Другой, с болями в мочеточнике, был накачанный, спокойный и добрый боров,
который, если не спал, учил английский язык. Он рассказывал, что работает «у врагов», и
работа его заключается в том, чтобы таскать разных партнеров компании по ресторанам и
вести переговоры. Говорил, что заплатил «главному» две тысячи долларов, чтобы попасть
в отделение, потому что центр элитный, и сюда люди едут со всей России.
Вот отличный кандидат ко мне на занятия, думал тоскливо Петр Николаевич.
Отвалил врачам такие деньги, они не знают, что с ним делать, направили в другое
отделение, а он не возмущается.
С болью и неохотой отказавшись от идей рекрутинга, Петр Николаевич замкнулся
в себе. Если его расспрашивали соседи по палате, он рассказывал, что работает
инженером на молочном заводе. Это было полуправдой. Когда-то, до парагмологии, у
него действительно была такая работа, так что ему было что ответить на любопытные
вопросы.
Он послушно ходил на уколы и ел все таблетки, неизменно пытался выпросить
дополнительную порцию пресной баланды в столовой, смотрел телевизор по вечерам,
прочитывал после других все поступающие газеты, считал дни до выписки и ждал, когда
же его навестит любимая женщина.
Ему казалось, что он предупредил ее перед тем, как вызывать скорую.
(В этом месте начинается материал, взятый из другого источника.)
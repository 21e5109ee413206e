//! CLI binary for fabparts-import.
//!
//! A thin shim over the library crate that maps CLI flags to `ImportConfig`
//! and prints the recovered part records.

use anyhow::{Context, Result};
use clap::Parser;
use fabparts_import::{
    extract, import_file, pipeline::input::resolve_input, ExtractionPhase, ImportConfig,
    ImportOutput, ImportProgressCallback, MeasurePoint, MeasureType, ParsedPartRecord,
    ProgressCallback, RollSpec,
};
use indicatif::{ProgressBar, ProgressStyle};
use std::io::{self, Write};
use std::sync::Arc;
use std::time::Duration;
use tracing_subscriber::EnvFilter;

// ── ANSI colour helpers (no extra deps) ──────────────────────────────────────

fn green(s: &str) -> String {
    format!("\x1b[32m{s}\x1b[0m")
}
fn red(s: &str) -> String {
    format!("\x1b[31m{s}\x1b[0m")
}
fn dim(s: &str) -> String {
    format!("\x1b[2m{s}\x1b[0m")
}
fn bold(s: &str) -> String {
    format!("\x1b[1m{s}\x1b[0m")
}
fn cyan(s: &str) -> String {
    format!("\x1b[36m{s}\x1b[0m")
}

// ── CLI progress callback using indicatif ────────────────────────────────────

/// Spinner that shows the extractor's current status line and switches to a
/// page counter once the page total is known.
struct CliProgressCallback {
    bar: ProgressBar,
}

impl CliProgressCallback {
    fn new() -> Arc<Self> {
        let bar = ProgressBar::new(0);
        let spinner_style = ProgressStyle::with_template("{spinner:.cyan} {prefix:.bold}  {msg}")
            .unwrap_or_else(|_| ProgressStyle::default_spinner())
            .tick_strings(&["⠋", "⠙", "⠹", "⠸", "⠼", "⠴", "⠦", "⠧", "⠇", "⠏", "⠿"]);
        bar.set_style(spinner_style);
        bar.set_prefix("Preparing");
        bar.set_message("Opening file…");
        bar.enable_steady_tick(Duration::from_millis(80));
        Arc::new(Self { bar })
    }
}

impl ImportProgressCallback for CliProgressCallback {
    fn on_status(&self, message: &str) {
        self.bar.set_message(message.to_string());
    }

    fn on_extraction_start(&self, total_pages: usize, phase: ExtractionPhase) {
        let style = ProgressStyle::with_template(
            "{spinner:.cyan} {prefix:.bold}  [{bar:32.green/238}] {pos:>3}/{len} pages  {msg}",
        )
        .unwrap_or_else(|_| ProgressStyle::default_bar())
        .progress_chars("█▉▊▋▌▍▎▏  ")
        .tick_strings(&["⠋", "⠙", "⠹", "⠸", "⠼", "⠴", "⠦", "⠧", "⠇", "⠏", "⠿"]);
        self.bar.set_style(style);
        self.bar.set_length(total_pages as u64);
        self.bar.set_position(0);
        self.bar.set_prefix(phase.to_string());
        if phase == ExtractionPhase::Ocr {
            self.bar.println(format!(
                "{} {}",
                cyan("◆"),
                bold(&format!("Little embedded text; running OCR on {total_pages} page(s)…"))
            ));
        }
    }

    fn on_page_start(&self, page_num: usize, _total_pages: usize, _phase: ExtractionPhase) {
        self.bar.set_position(page_num.saturating_sub(1) as u64);
        self.bar.set_message(format!("page {page_num}"));
    }

    fn on_page_error(&self, page_num: usize, total_pages: usize, error: &str) {
        let msg = if error.chars().count() > 80 {
            format!("{}\u{2026}", error.chars().take(79).collect::<String>())
        } else {
            error.to_string()
        };
        self.bar.println(format!(
            "  {} Page {:>3}/{:<3}  {}",
            red("✗"),
            page_num,
            total_pages,
            red(&msg)
        ));
    }

    fn on_extraction_complete(&self, line_count: usize) {
        self.bar.finish_and_clear();
        eprintln!("{} {} lines extracted", green("✔"), bold(&line_count.to_string()));
    }
}

const AFTER_HELP: &str = r#"EXAMPLES:
  # Import a purchase order and print a summary table
  parts-import PO-4411.pdf

  # Structured output for another tool
  parts-import --json parts-list.csv > parts.json

  # Show the reconstructed lines instead of parsing them
  parts-import --lines scan.pdf

  # Force OCR for a sparse text layer, at a higher render scale
  parts-import --min-chars 200 --ocr-scale 3 scan.pdf

  # Import from a URL
  parts-import https://example.com/orders/PO-12.pdf

SUPPORTED INPUTS:
  .pdf           native text layer, or OCR when the text layer is too sparse
  .txt / .text   lines used verbatim
  .csv           rows read as tab-separated columns

ENVIRONMENT VARIABLES:
  OPENAI_API_KEY          OpenAI API key (OCR only)
  ANTHROPIC_API_KEY       Anthropic API key (OCR only)
  EDGEQUAKE_LLM_PROVIDER  Override OCR provider (openai, anthropic, gemini, ollama)
  EDGEQUAKE_MODEL         Override OCR model ID
  PDFIUM_LIB_PATH         Directory containing the pdfium library
"#;

/// Recover fabrication part records from purchase orders and parts lists.
#[derive(Parser, Debug)]
#[command(
    name = "parts-import",
    version,
    about = "Recover fabrication part records from purchase orders and parts lists",
    long_about = "Read a purchase order or parts list (native PDF, scanned PDF, text or CSV) \
and print the part records found in it, each tagged with a confidence level for review.",
    arg_required_else_help = true,
    color = clap::ColorChoice::Auto,
    after_long_help = AFTER_HELP
)]
struct Cli {
    /// Local file path or HTTP/HTTPS URL (.pdf, .txt, .text, .csv).
    input: String,

    /// Output records as JSON (ImportOutput) instead of a table.
    #[arg(long, env = "PARTS_IMPORT_JSON")]
    json: bool,

    /// Print the extracted lines and stop before parsing.
    #[arg(long)]
    lines: bool,

    /// Vertical tolerance (points) for grouping text into one line.
    #[arg(long, env = "PARTS_IMPORT_LINE_TOLERANCE", default_value_t = 5.0)]
    line_tolerance: f32,

    /// Horizontal gap (points) treated as a column break.
    #[arg(long, env = "PARTS_IMPORT_COLUMN_GAP", default_value_t = 20.0)]
    column_gap: f32,

    /// Minimum non-whitespace characters per page before OCR is used.
    #[arg(long, env = "PARTS_IMPORT_MIN_CHARS", default_value_t = 20)]
    min_chars: usize,

    /// Render scale for OCR pages (2–6).
    #[arg(long, env = "PARTS_IMPORT_OCR_SCALE", default_value_t = 2.0)]
    ocr_scale: f32,

    /// PDF user password for encrypted documents.
    #[arg(long, env = "PARTS_IMPORT_PASSWORD")]
    password: Option<String>,

    /// OCR provider: openai, anthropic, gemini, ollama, azure.
    #[arg(long, env = "PARTS_IMPORT_PROVIDER")]
    provider: Option<String>,

    /// OCR vision model ID (default: gpt-4.1-nano).
    #[arg(long, env = "PARTS_IMPORT_MODEL")]
    model: Option<String>,

    /// Retries per page when OCR fails.
    #[arg(long, env = "PARTS_IMPORT_MAX_RETRIES", default_value_t = 2)]
    max_retries: u32,

    /// HTTP download timeout in seconds.
    #[arg(long, env = "PARTS_IMPORT_DOWNLOAD_TIMEOUT", default_value_t = 120)]
    download_timeout: u64,

    /// Disable the progress spinner.
    #[arg(long, env = "PARTS_IMPORT_NO_PROGRESS")]
    no_progress: bool,

    /// Enable DEBUG-level tracing logs.
    #[arg(short, long, env = "PARTS_IMPORT_VERBOSE")]
    verbose: bool,

    /// Suppress all output except errors.
    #[arg(short, long, env = "PARTS_IMPORT_QUIET")]
    quiet: bool,
}

#[tokio::main]
async fn main() -> Result<()> {
    let cli = Cli::parse();

    // ── Logging setup ────────────────────────────────────────────────────
    let show_progress = !cli.quiet && !cli.no_progress && !cli.json;
    let filter = if cli.verbose {
        "debug"
    } else if cli.quiet || show_progress {
        "error"
    } else {
        "info"
    };

    tracing_subscriber::fmt()
        .with_env_filter(
            EnvFilter::try_from_default_env().unwrap_or_else(|_| EnvFilter::new(filter)),
        )
        .with_writer(io::stderr)
        .init();

    // ── Build config ─────────────────────────────────────────────────────
    let progress_cb: Option<ProgressCallback> = if show_progress {
        Some(CliProgressCallback::new() as Arc<dyn ImportProgressCallback>)
    } else {
        None
    };
    let config = build_config(&cli, progress_cb)?;

    let file = resolve_input(&cli.input, config.download_timeout_secs)
        .await
        .with_context(|| format!("Failed to open {}", cli.input))?;

    // ── Lines-only mode ──────────────────────────────────────────────────
    if cli.lines {
        let extraction = extract(&file, &config).await.context("Extraction failed")?;
        if cli.json {
            println!(
                "{}",
                serde_json::to_string_pretty(&extraction).context("Failed to serialise lines")?
            );
        } else {
            let stdout = io::stdout();
            let mut handle = stdout.lock();
            for line in &extraction.lines {
                writeln!(handle, "{:>3}:{:<4} {}", line.page, line.index, line.text)
                    .context("Failed to write to stdout")?;
            }
        }
        return Ok(());
    }

    // ── Run import ───────────────────────────────────────────────────────
    let output = import_file(&file, &config).await.context("Import failed")?;

    if cli.json {
        let json = serde_json::to_string_pretty(&output).context("Failed to serialise output")?;
        println!("{json}");
        return Ok(());
    }

    print_table(&output.records).context("Failed to write to stdout")?;
    if !cli.quiet {
        print_summary(&output);
    }
    Ok(())
}

/// Map CLI args to `ImportConfig`.
fn build_config(cli: &Cli, progress: Option<ProgressCallback>) -> Result<ImportConfig> {
    let mut builder = ImportConfig::builder()
        .line_tolerance(cli.line_tolerance)
        .column_gap(cli.column_gap)
        .min_chars_per_page(cli.min_chars)
        .ocr_scale(cli.ocr_scale)
        .max_retries(cli.max_retries)
        .download_timeout_secs(cli.download_timeout);

    if let Some(ref password) = cli.password {
        builder = builder.password(password);
    }
    if let Some(ref provider) = cli.provider {
        builder = builder.provider_name(provider);
    }
    if let Some(ref model) = cli.model {
        builder = builder.model(model);
    }
    if let Some(cb) = progress {
        builder = builder.progress_callback(cb);
    }

    builder.build().context("Invalid configuration")
}

fn roll_label(spec: &RollSpec) -> String {
    let Some(value) = spec.value else {
        return String::new();
    };
    let reference = match (spec.measure_point, spec.measure_type) {
        (MeasurePoint::Inside, MeasureType::Diameter) => "ID",
        (MeasurePoint::Outside, MeasureType::Diameter) => "OD",
        (MeasurePoint::Inside, MeasureType::Radius) => "IR",
        (MeasurePoint::Outside, MeasureType::Radius) => "OR",
        (MeasurePoint::Centerline, MeasureType::Diameter) => "CLD",
        (MeasurePoint::Centerline, MeasureType::Radius) => "CLR",
    };
    format!("{value}\" {reference}")
}

fn print_table(records: &[ParsedPartRecord]) -> io::Result<()> {
    let stdout = io::stdout();
    let mut out = stdout.lock();
    if records.is_empty() {
        writeln!(
            out,
            "No parts could be extracted. Try a different file or add the parts manually."
        )?;
        return Ok(());
    }

    writeln!(
        out,
        "{:>4}  {:<11} {:>8}  {:<9} {:>9} {:>9}  {:<14} {:<6}  INSTRUCTIONS",
        "QTY", "TYPE", "THK", "MATERIAL", "WIDTH", "LENGTH", "ROLL", "CONF"
    )?;
    for r in records {
        writeln!(
            out,
            "{:>4}  {:<11} {:>8}  {:<9} {:>9} {:>9}  {:<14} {:<6}  {}",
            r.quantity,
            r.part_type.as_str(),
            r.thickness,
            r.material,
            r.width,
            r.length,
            roll_label(&r.roll_spec),
            r.confidence.to_string(),
            r.special_instructions
        )?;
    }
    Ok(())
}

fn print_summary(output: &ImportOutput) {
    let report = &output.extraction;
    let strategy = output
        .strategy
        .map(|s| s.to_string())
        .unwrap_or_else(|| "none".to_string());
    eprintln!(
        "{}  {} record(s)  via {}  {}",
        if report.failed_pages.is_empty() {
            green("✔")
        } else {
            cyan("⚠")
        },
        bold(&output.records.len().to_string()),
        strategy,
        dim(&format!(
            "{} page(s), {} line(s), {}ms extract + {}ms parse",
            report.page_count, report.line_count, report.duration_ms, output.parse_duration_ms
        )),
    );
    for failure in &report.failed_pages {
        eprintln!("   {} {}", red("✗"), failure);
    }
}
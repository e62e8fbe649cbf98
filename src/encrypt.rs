//! GPG encryption of the archive for a fixed recipient set.
//!
//! The recipients' public keys must already be present in the local GPG
//! keyring; key provisioning is outside this program. Output is binary
//! ciphertext (no ASCII armor) that every recipient can independently
//! decrypt.

use std::path::{Path, PathBuf};

use async_trait::async_trait;
use tokio::process::Command;
use tracing::{error, info};

use crate::contract::{Encryptor, StageError};

/// Suffix appended to the archive path for the ciphertext file.
const ENCRYPTED_SUFFIX: &str = ".gpg";

/// [`Encryptor`] backed by the system `gpg` binary.
pub struct GpgEncryptor;

/// Ciphertext path for a given archive path: the archive path with `.gpg`
/// appended.
pub fn encrypted_path(archive_path: &Path) -> PathBuf {
    let mut os = archive_path.as_os_str().to_owned();
    os.push(ENCRYPTED_SUFFIX);
    PathBuf::from(os)
}

#[async_trait]
impl Encryptor for GpgEncryptor {
    async fn encrypt(
        &self,
        archive_path: &Path,
        recipients: &[String],
    ) -> Result<PathBuf, StageError> {
        if recipients.is_empty() {
            return Err(StageError::Encrypt {
                path: archive_path.to_path_buf(),
                reason: "no recipients configured".to_string(),
            });
        }

        let output_path = encrypted_path(archive_path);

        let mut cmd = Command::new("gpg");
        cmd.arg("--batch").arg("--yes").arg("--encrypt");
        for recipient in recipients {
            cmd.arg("--recipient").arg(recipient);
        }
        cmd.arg("--output").arg(&output_path).arg(archive_path);

        let output = cmd.output().await.map_err(|e| StageError::Encrypt {
            path: archive_path.to_path_buf(),
            reason: format!("failed to launch gpg: {e}"),
        })?;

        if !output.status.success() {
            let stderr = String::from_utf8_lossy(&output.stderr);
            error!(
                archive = %archive_path.display(),
                status = ?output.status,
                "gpg --encrypt failed"
            );
            return Err(StageError::Encrypt {
                path: archive_path.to_path_buf(),
                reason: format!("gpg exited with {}: {}", output.status, stderr.trim()),
            });
        }

        info!(
            ciphertext = %output_path.display(),
            recipients_count = recipients.len(),
            "archive encrypted"
        );
        Ok(output_path)
    }
}
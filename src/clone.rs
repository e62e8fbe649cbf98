//! Repository locator resolution and mirror cloning.
//!
//! A repository reference is a line like `github.com/acme/widget`: the first
//! path element is the host, the remainder is the repository path. It is
//! rewritten into an SSH fetch address (`git@github.com:acme/widget.git`) and
//! cloned with `git clone --mirror` so all refs and full history come along,
//! suitable for later re-hosting.

use std::path::Path;

use async_trait::async_trait;
use tokio::process::Command;
use tracing::{error, info};

use crate::contract::{Cloner, StageError};

/// SSH user for the fetch address, as hosted git providers expect.
const SSH_USER: &str = "git";

/// Repository suffix appended before resolving.
const REPO_SUFFIX: &str = ".git";

/// A repository reference resolved into something fetchable.
#[derive(Debug, Clone, PartialEq, Eq)]
pub struct ResolvedRepo {
    /// SSH fetch address, e.g. `git@github.com:acme/widget.git`.
    pub address: String,
    /// Final path segment with the repository suffix, e.g. `widget.git`.
    /// Names the clone destination, the archive, and the uploaded object.
    pub basename: String,
}

/// Rewrite `reference` (`<host>/<owner>/<name>`, possibly deeper) into an SSH
/// fetch address. The reference must contain at least three `/`-delimited
/// segments.
pub fn resolve(reference: &str) -> Result<ResolvedRepo, StageError> {
    let malformed = |reason: &str| StageError::Resolve {
        reference: reference.to_string(),
        reason: reason.to_string(),
    };

    let (host, path) = reference
        .split_once('/')
        .ok_or_else(|| malformed("expected <host>/<owner>/<name>"))?;
    if host.is_empty() {
        return Err(malformed("empty host segment"));
    }
    if path.split('/').count() < 2 || path.split('/').any(str::is_empty) {
        return Err(malformed("expected <host>/<owner>/<name>"));
    }

    let basename = path.rsplit('/').next().unwrap_or(path);

    Ok(ResolvedRepo {
        address: format!("{SSH_USER}@{host}:{path}{REPO_SUFFIX}"),
        basename: format!("{basename}{REPO_SUFFIX}"),
    })
}

/// [`Cloner`] backed by the system `git` binary. Authentication uses the
/// ambient SSH identity; this code never handles credentials.
pub struct GitCloner;

#[async_trait]
impl Cloner for GitCloner {
    async fn mirror_clone(&self, address: &str, destination: &Path) -> Result<(), StageError> {
        let output = Command::new("git")
            .arg("clone")
            .arg("--mirror")
            .arg(address)
            .arg(destination)
            .output()
            .await
            .map_err(|e| StageError::Clone {
                address: address.to_string(),
                reason: format!("failed to launch git: {e}"),
            })?;

        if !output.status.success() {
            let stderr = String::from_utf8_lossy(&output.stderr);
            error!(
                address,
                destination = %destination.display(),
                status = ?output.status,
                "git clone --mirror failed"
            );
            return Err(StageError::Clone {
                address: address.to_string(),
                reason: format!("git exited with {}: {}", output.status, stderr.trim()),
            });
        }

        info!(address, destination = %destination.display(), "mirror clone complete");
        Ok(())
    }
}

#[cfg(test)]
mod tests {
    use super::*;

    #[test]
    fn resolve_rewrites_reference_into_ssh_address() {
        let repo = resolve("github.com/acme/widget").unwrap();
        assert_eq!(repo.address, "git@github.com:acme/widget.git");
        assert_eq!(repo.basename, "widget.git");
    }

    #[test]
    fn resolve_keeps_deeper_paths_intact() {
        let repo = resolve("gitlab.com/group/subgroup/tool").unwrap();
        assert_eq!(repo.address, "git@gitlab.com:group/subgroup/tool.git");
        assert_eq!(repo.basename, "tool.git");
    }

    #[test]
    fn resolve_rejects_too_few_segments() {
        assert!(resolve("github.com/acme").is_err());
        assert!(resolve("github.com").is_err());
        assert!(resolve("").is_err());
    }

    #[test]
    fn resolve_rejects_empty_segments() {
        assert!(resolve("/acme/widget").is_err());
        assert!(resolve("github.com//widget").is_err());
        assert!(resolve("github.com/acme/").is_err());
    }

    #[test]
    fn resolve_error_is_classified_with_the_offending_reference() {
        let err = resolve("just-a-name").unwrap_err();
        assert_eq!(err.stage(), "resolve");
        assert!(err.to_string().contains("just-a-name"));
    }
}
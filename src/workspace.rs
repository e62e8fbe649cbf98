//! The single staging directory shared by all repositories in a run.
//!
//! Reset-before and reset-after is the only isolation mechanism between
//! repositories: the directory never simultaneously holds artifacts from two
//! of them.

use std::fs;
use std::io;
use std::path::Path;
use tracing::debug;

/// Recursively remove `path` if present, then recreate it empty.
///
/// Idempotent; an absent directory is not an error.
pub fn reset(path: &Path) -> io::Result<()> {
    match fs::remove_dir_all(path) {
        Ok(()) => {}
        Err(e) if e.kind() == io::ErrorKind::NotFound => {}
        Err(e) => return Err(e),
    }
    fs::create_dir_all(path)?;
    debug!(path = %path.display(), "workspace reset");
    Ok(())
}
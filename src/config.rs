use serde::{Deserialize, Serialize};
use std::path::PathBuf;
use tracing::{debug, info};

/// Run-wide backup configuration, constructed once at startup and immutable
/// for the rest of the run.
#[derive(Debug, Clone, Serialize, Deserialize)]
pub struct BackupConfig {
    /// Local staging directory, destroyed and recreated around every repository.
    pub workdir: PathBuf,
    /// Target S3 bucket. Must already exist.
    pub bucket: String,
    /// GPG recipient identities; every one of them can decrypt the uploaded artifacts.
    pub recipients: Vec<String>,
}

impl BackupConfig {
    pub fn trace_loaded(&self) {
        info!(
            workdir = %self.workdir.display(),
            bucket = %self.bucket,
            recipients_count = self.recipients.len(),
            "Loaded BackupConfig"
        );
        debug!(?self, "BackupConfig loaded (full debug)");
    }
}
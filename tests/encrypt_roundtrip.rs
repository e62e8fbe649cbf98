//! Round-trip test for `GpgEncryptor` against a real `gpg` binary.
//!
//! Runs entirely inside ephemeral `GNUPGHOME` directories with throwaway
//! generated keys: one keyring per identity, so decryption can be attempted
//! with exactly one private key at a time. The whole flow lives in a single
//! test function because the encryptor reads `GNUPGHOME` from the process
//! environment.

use std::fs;
use std::io::Write;
use std::path::Path;
use std::process::{Command, Output, Stdio};

use git_keeper::contract::Encryptor;
use git_keeper::encrypt::GpgEncryptor;

fn gpg(home: &Path, args: &[&str]) -> Output {
    Command::new("gpg")
        .env("GNUPGHOME", home)
        .args(args)
        .output()
        .expect("failed to launch gpg")
}

fn gpg_ok(home: &Path, args: &[&str]) -> Output {
    let output = gpg(home, args);
    assert!(
        output.status.success(),
        "gpg {:?} failed: {}",
        args,
        String::from_utf8_lossy(&output.stderr)
    );
    output
}

fn make_home(base: &Path, name: &str) -> std::path::PathBuf {
    let home = base.join(name);
    fs::create_dir_all(&home).unwrap();
    #[cfg(unix)]
    {
        use std::os::unix::fs::PermissionsExt;
        fs::set_permissions(&home, fs::Permissions::from_mode(0o700)).unwrap();
    }
    home
}

fn generate_key(home: &Path, user: &str) {
    gpg_ok(
        home,
        &[
            "--batch",
            "--pinentry-mode",
            "loopback",
            "--passphrase",
            "",
            "--quick-generate-key",
            user,
            "default",
            "default",
            "never",
        ],
    );
}

/// Export `user`'s public key from `from` and import it into `into`, marking
/// it ultimately trusted so encryption does not stop on an unknown key.
fn share_public_key(from: &Path, into: &Path, user: &str) {
    let exported = gpg_ok(from, &["--export", user]).stdout;
    let key_file = into.join(format!("{user}.pub"));
    fs::write(&key_file, exported).unwrap();
    gpg_ok(into, &["--import", key_file.to_str().unwrap()]);

    let listing = gpg_ok(into, &["--list-keys", "--with-colons", user]).stdout;
    let fingerprint = String::from_utf8_lossy(&listing)
        .lines()
        .find(|line| line.starts_with("fpr:"))
        .and_then(|line| line.split(':').nth(9).map(str::to_string))
        .expect("no fingerprint in gpg listing");

    let mut child = Command::new("gpg")
        .env("GNUPGHOME", into)
        .arg("--import-ownertrust")
        .stdin(Stdio::piped())
        .stdout(Stdio::null())
        .stderr(Stdio::null())
        .spawn()
        .unwrap();
    child
        .stdin
        .as_mut()
        .unwrap()
        .write_all(format!("{fingerprint}:6:\n").as_bytes())
        .unwrap();
    assert!(child.wait().unwrap().success());
}

fn decrypt(home: &Path, ciphertext: &Path, output: &Path) -> Output {
    gpg(
        home,
        &[
            "--batch",
            "--pinentry-mode",
            "loopback",
            "--passphrase",
            "",
            "--decrypt",
            "--output",
            output.to_str().unwrap(),
            ciphertext.to_str().unwrap(),
        ],
    )
}

#[tokio::test]
async fn every_recipient_can_decrypt_but_a_non_recipient_cannot() {
    if Command::new("gpg").arg("--version").output().is_err() {
        eprintln!("gpg not available, skipping");
        return;
    }

    let dir = tempfile::tempdir().unwrap();
    let alice_home = make_home(dir.path(), "alice");
    let bob_home = make_home(dir.path(), "bob");
    let carol_home = make_home(dir.path(), "carol");

    generate_key(&alice_home, "alice@example.com");
    generate_key(&bob_home, "bob@example.com");
    generate_key(&carol_home, "carol@example.com");

    // Alice's keyring encrypts; she needs bob's public key, carol stays out.
    share_public_key(&bob_home, &alice_home, "bob@example.com");

    // Arbitrary binary payload standing in for the tar archive.
    let archive_path = dir.path().join("widget.git.tar");
    let payload: Vec<u8> = (0..4096u32).map(|i| (i % 251) as u8).collect();
    fs::write(&archive_path, &payload).unwrap();

    std::env::set_var("GNUPGHOME", &alice_home);
    let recipients = vec![
        "alice@example.com".to_string(),
        "bob@example.com".to_string(),
    ];
    let ciphertext_path = GpgEncryptor
        .encrypt(&archive_path, &recipients)
        .await
        .unwrap();

    let ciphertext = fs::read(&ciphertext_path).unwrap();
    assert!(!ciphertext.is_empty());
    assert_ne!(ciphertext, payload);
    // Binary output, no ASCII armor.
    assert!(!ciphertext.starts_with(b"-----BEGIN PGP"));

    // Each recipient independently recovers a byte-identical archive.
    let alice_out = dir.path().join("alice.tar");
    let result = decrypt(&alice_home, &ciphertext_path, &alice_out);
    assert!(
        result.status.success(),
        "alice failed to decrypt: {}",
        String::from_utf8_lossy(&result.stderr)
    );
    assert_eq!(fs::read(&alice_out).unwrap(), payload);

    let bob_out = dir.path().join("bob.tar");
    let result = decrypt(&bob_home, &ciphertext_path, &bob_out);
    assert!(
        result.status.success(),
        "bob failed to decrypt: {}",
        String::from_utf8_lossy(&result.stderr)
    );
    assert_eq!(fs::read(&bob_out).unwrap(), payload);

    // Carol was not a recipient; her key cannot open it.
    let carol_out = dir.path().join("carol.tar");
    let result = decrypt(&carol_home, &ciphertext_path, &carol_out);
    assert!(
        !result.status.success(),
        "non-recipient unexpectedly decrypted the artifact"
    );
    assert!(!carol_out.exists());
}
Впрочем, он
старался не копаться в воспоминаниях, потому что сразу вылезали странные образы двух
санитаров, грабящих его квартиру и связывающих его скотчем. От этих образов он
начинал нервничать, и его тянуло пойти к медсестре и начать расспрашивать про то, как
он сюда поступил. А делать этого не стоило, чтобы не попасть к психиатру.
Его женщина так и не пришла, не пришел и Володя, единственный, кроме нее,
человек, который в последние два года часто звонил Петру Николаевичу и интересовался
его жизнью. Под конец лечения Петр Николаевич был пропитан горечью одиночества и
ненавистью к этим двоим. «Может, и хорошо, — думал он, — что мобильный телефон
остался дома. По крайней мере я не звонил им и проверил, чего они стоят. Все люди
такие! Ты о них заботишься, а они бросают тебя в беде!»